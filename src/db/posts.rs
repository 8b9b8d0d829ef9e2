//! Content store: posts.

use rusqlite::types::ToSql;
use rusqlite::{params, params_from_iter, Connection, OptionalExtension};

use crate::db::like_pattern;
use crate::db::models::{Post, PostType};

/// Filters for a page of posts, newest first.
#[derive(Debug, Clone, Default)]
pub struct PostQuery<'a> {
    pub post_type: Option<PostType>,
    pub search: Option<&'a str>,
    pub author_id: Option<&'a str>,
    pub skip: i64,
    pub limit: i64,
}

pub fn insert(conn: &Connection, post: &Post) -> Result<(), crate::error::AppError> {
    let tags = serde_json::to_string(&post.tags)?;
    conn.execute(
        "INSERT INTO posts (id, post_type, title, content, tags, author_id, author_name, \
         author_username, author_profile_picture, document_url, document_name, job_link, \
         company, location, comments_count, created_at, updated_at) \
         VALUES (?1, ?2, ?3, ?4, ?5, ?6, ?7, ?8, ?9, ?10, ?11, ?12, ?13, ?14, ?15, ?16, ?17)",
        params![
            post.id,
            post.post_type,
            post.title,
            post.content,
            tags,
            post.author.author_id,
            post.author.author_name,
            post.author.author_username,
            post.author.author_profile_picture,
            post.document_url,
            post.document_name,
            post.job_link,
            post.company,
            post.location,
            post.comments_count,
            post.created_at,
            post.updated_at,
        ],
    )?;
    Ok(())
}

pub fn find_by_id(conn: &Connection, id: &str) -> rusqlite::Result<Option<Post>> {
    let sql = format!("SELECT {} FROM posts WHERE id = ?1", Post::COLUMNS);
    conn.query_row(&sql, params![id], Post::from_row).optional()
}

pub fn list(conn: &Connection, query: &PostQuery<'_>) -> rusqlite::Result<Vec<Post>> {
    let mut clauses: Vec<String> = Vec::new();
    let mut values: Vec<Box<dyn ToSql>> = Vec::new();

    if let Some(post_type) = query.post_type {
        values.push(Box::new(post_type));
        clauses.push(format!("post_type = ?{}", values.len()));
    }
    if let Some(author_id) = query.author_id {
        values.push(Box::new(author_id.to_string()));
        clauses.push(format!("author_id = ?{}", values.len()));
    }
    if let Some(term) = query.search {
        values.push(Box::new(like_pattern(&term.to_lowercase())));
        let n = values.len();
        clauses.push(format!(
            "(fold(title) LIKE ?{n} ESCAPE '\\' \
             OR fold(author_name) LIKE ?{n} ESCAPE '\\' \
             OR fold(author_username) LIKE ?{n} ESCAPE '\\' \
             OR EXISTS (SELECT 1 FROM json_each(posts.tags) t \
                 WHERE fold(t.value) LIKE ?{n} ESCAPE '\\'))"
        ));
    }

    let where_sql = if clauses.is_empty() {
        String::new()
    } else {
        format!("WHERE {}", clauses.join(" AND "))
    };

    values.push(Box::new(query.limit));
    let limit_idx = values.len();
    values.push(Box::new(query.skip));
    let offset_idx = values.len();

    let sql = format!(
        "SELECT {} FROM posts {} ORDER BY created_at DESC, id DESC LIMIT ?{} OFFSET ?{}",
        Post::COLUMNS,
        where_sql,
        limit_idx,
        offset_idx
    );

    let mut stmt = conn.prepare(&sql)?;
    let posts = stmt
        .query_map(params_from_iter(values.iter()), Post::from_row)?
        .collect::<rusqlite::Result<Vec<_>>>()?;
    Ok(posts)
}

pub fn increment_comment_count(conn: &Connection, post_id: &str) -> rusqlite::Result<usize> {
    conn.execute(
        "UPDATE posts SET comments_count = comments_count + 1 WHERE id = ?1",
        params![post_id],
    )
}

/// Patches the denormalized author picture on every post by `username`.
pub fn update_author_picture(
    conn: &Connection,
    username: &str,
    picture_url: &str,
) -> rusqlite::Result<usize> {
    conn.execute(
        "UPDATE posts SET author_profile_picture = ?2 WHERE author_username = ?1",
        params![username, picture_url],
    )
}

/// Re-copies each author's current picture onto posts whose copy is stale.
pub fn backfill_author_pictures(conn: &Connection) -> rusqlite::Result<usize> {
    conn.execute(
        "UPDATE posts SET author_profile_picture = \
             (SELECT u.profile_picture FROM users u WHERE u.username = posts.author_username) \
         WHERE EXISTS (SELECT 1 FROM users u \
             WHERE u.username = posts.author_username \
             AND u.profile_picture != posts.author_profile_picture)",
        [],
    )
}

#[cfg(test)]
pub(crate) fn sample_post(author: &crate::db::models::User, title: &str, tags: &[&str]) -> Post {
    let now = chrono::Utc::now();
    Post {
        id: uuid::Uuid::now_v7().to_string(),
        post_type: PostType::Threads,
        title: title.to_string(),
        content: format!("{} body", title),
        tags: tags.iter().map(|t| t.to_string()).collect(),
        author: author.author(),
        document_url: None,
        document_name: None,
        job_link: None,
        company: None,
        location: None,
        comments_count: 0,
        created_at: now,
        updated_at: now,
    }
}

◇ ◇ ◇

* _What needs to be done_: The full data, transcribed without change, is the expected answer.

* _Solution for this problem_:
filename src/db/posts.rs
repository 8b9b8d0d829ef9e2
//! Content store: posts.

use rusqlite::types::ToSql;
use rusqlite::{params, params_from_iter, Connection, OptionalExtension};

use crate::db::like_pattern;
use crate::db::models::{Post, PostType};

/// Filters for a page of posts, newest first.
#[derive(Debug, Clone, Default)]
pub struct PostQuery<'a> {
    pub post_type: Option<PostType>,
    pub search: Option<&'a str>,
    pub author_id: Option<&'a str>,
    pub skip: i64,
    pub limit: i64,
}

pub fn insert(conn: &Connection, post: &Post) -> Result<(), crate::error::AppError> {
    let tags = serde_json::to_string(&post.tags)?;
    conn.execute(
        "INSERT INTO posts (id, post_type, title, content, tags, author_id, author_name, \
         author_username, author_profile_picture, document_url, document_name, job_link, \
         company, location, comments_count, created_at, updated_at) \
         VALUES (?1, ?2, ?3, ?4, ?5, ?6, ?7, ?8, ?9, ?10, ?11, ?12, ?13, ?14, ?15, ?16, ?17)",
        params![
            post.id,
            post.post_type,
            post.title,
            post.content,
            tags,
            post.author.author_id,
            post.author.author_name,
            post.author.author_username,
            post.author.author_profile_picture,
            post.document_url,
            post.document_name,
            post.job_link,
            post.company,
            post.location,
            post.comments_count,
            post.created_at,
            post.updated_at,
        ],
    )?;
    Ok(())
}

pub fn find_by_id(conn: &Connection, id: &str) -> rusqlite::Result<Option<Post>> {
    let sql = format!("SELECT {} FROM posts WHERE id = ?1", Post::COLUMNS);
    conn.query_row(&sql, params![id], Post::from_row).optional()
}

pub fn list(conn: &Connection, query: &PostQuery<'_>) -> rusqlite::Result<Vec<Post>> {
    let mut clauses: Vec<String> = Vec::new();
    let mut values: Vec<Box<dyn ToSql>> = Vec::new();

    if let Some(post_type) = query.post_type {
        values.push(Box::new(post_type));
        clauses.push(format!("post_type = ?{}", values.len()));
    }
    if let Some(author_id) = query.author_id {
        values.push(Box::new(author_id.to_string()));
        clauses.push(format!("author_id = ?{}", values.len()));
    }
    if let Some(term) = query.search {
        values.push(Box::new(like_pattern(&term.to_lowercase())));
        let n = values.len();
        clauses.push(format!(
            "(fold(title) LIKE ?{n} ESCAPE '\\' \
             OR fold(author_name) LIKE ?{n} ESCAPE '\\' \
             OR fold(author_username) LIKE ?{n} ESCAPE '\\' \
             OR EXISTS (SELECT 1 FROM json_each(posts.tags) t \
                 WHERE fold(t.value) LIKE ?{n} ESCAPE '\\'))"
        ));
    }

    let where_sql = if clauses.is_empty() {
        String::new()
    } else {
        format!("WHERE {}", clauses.join(" AND "))
    };

    values.push(Box::new(query.limit));
    let limit_idx = values.len();
    values.push(Box::new(query.skip));
    let offset_idx = values.len();

    let sql = format!(
        "SELECT {} FROM posts {} ORDER BY created_at DESC, id DESC LIMIT ?{} OFFSET ?{}",
        Post::COLUMNS,
        where_sql,
        limit_idx,
        offset_idx
    );

    let mut stmt = conn.prepare(&sql)?;
    let posts = stmt
        .query_map(params_from_iter(values.iter()), Post::from_row)?
        .collect::<rusqlite::Result<Vec<_>>>()?;
    Ok(posts)
}

pub fn increment_comment_count(conn: &Connection, post_id: &str) -> rusqlite::Result<usize> {
    conn.execute(
        "UPDATE posts SET comments_count = comments_count + 1 WHERE id = ?1",
        params![post_id],
    )
}

/// Patches the denormalized author picture on every post by `username`.
pub fn update_author_picture(
    conn: &Connection,
    username: &str,
    picture_url: &str,
) -> rusqlite::Result<usize> {
    conn.execute(
        "UPDATE posts SET author_profile_picture = ?2 WHERE author_username = ?1",
        params![username, picture_url],
    )
}

/// Re-copies each author's current picture onto posts whose copy is stale.
pub fn backfill_author_pictures(conn: &Connection) -> rusqlite::Result<usize> {
    conn.execute(
        "UPDATE posts SET author_profile_picture = \
             (SELECT u.profile_picture FROM users u WHERE u.username = posts.author_username) \
         WHERE EXISTS (SELECT 1 FROM users u \
             WHERE u.username = posts.author_username \
             AND u.profile_picture != posts.author_profile_picture)",
        [],
    )
}

#[cfg(test)]
pub(crate) fn sample_post(author: &crate::db::models::User, title: &str, tags: &[&str]) -> Post {
    let now = chrono::Utc::now();
    Post {
        id: uuid::Uuid::now_v7().to_string(),
        post_type: PostType::Threads,
        title: title.to_string(),
        content: format!("{} body", title),
        tags: tags.iter().map(|t| t.to_string()).collect(),
        author: author.author(),
        document_url: None,
        document_name: None,
        job_link: None,
        company: None,
        location: None,
        comments_count: 0,
        created_at: now,
        updated_at: now,
    }
}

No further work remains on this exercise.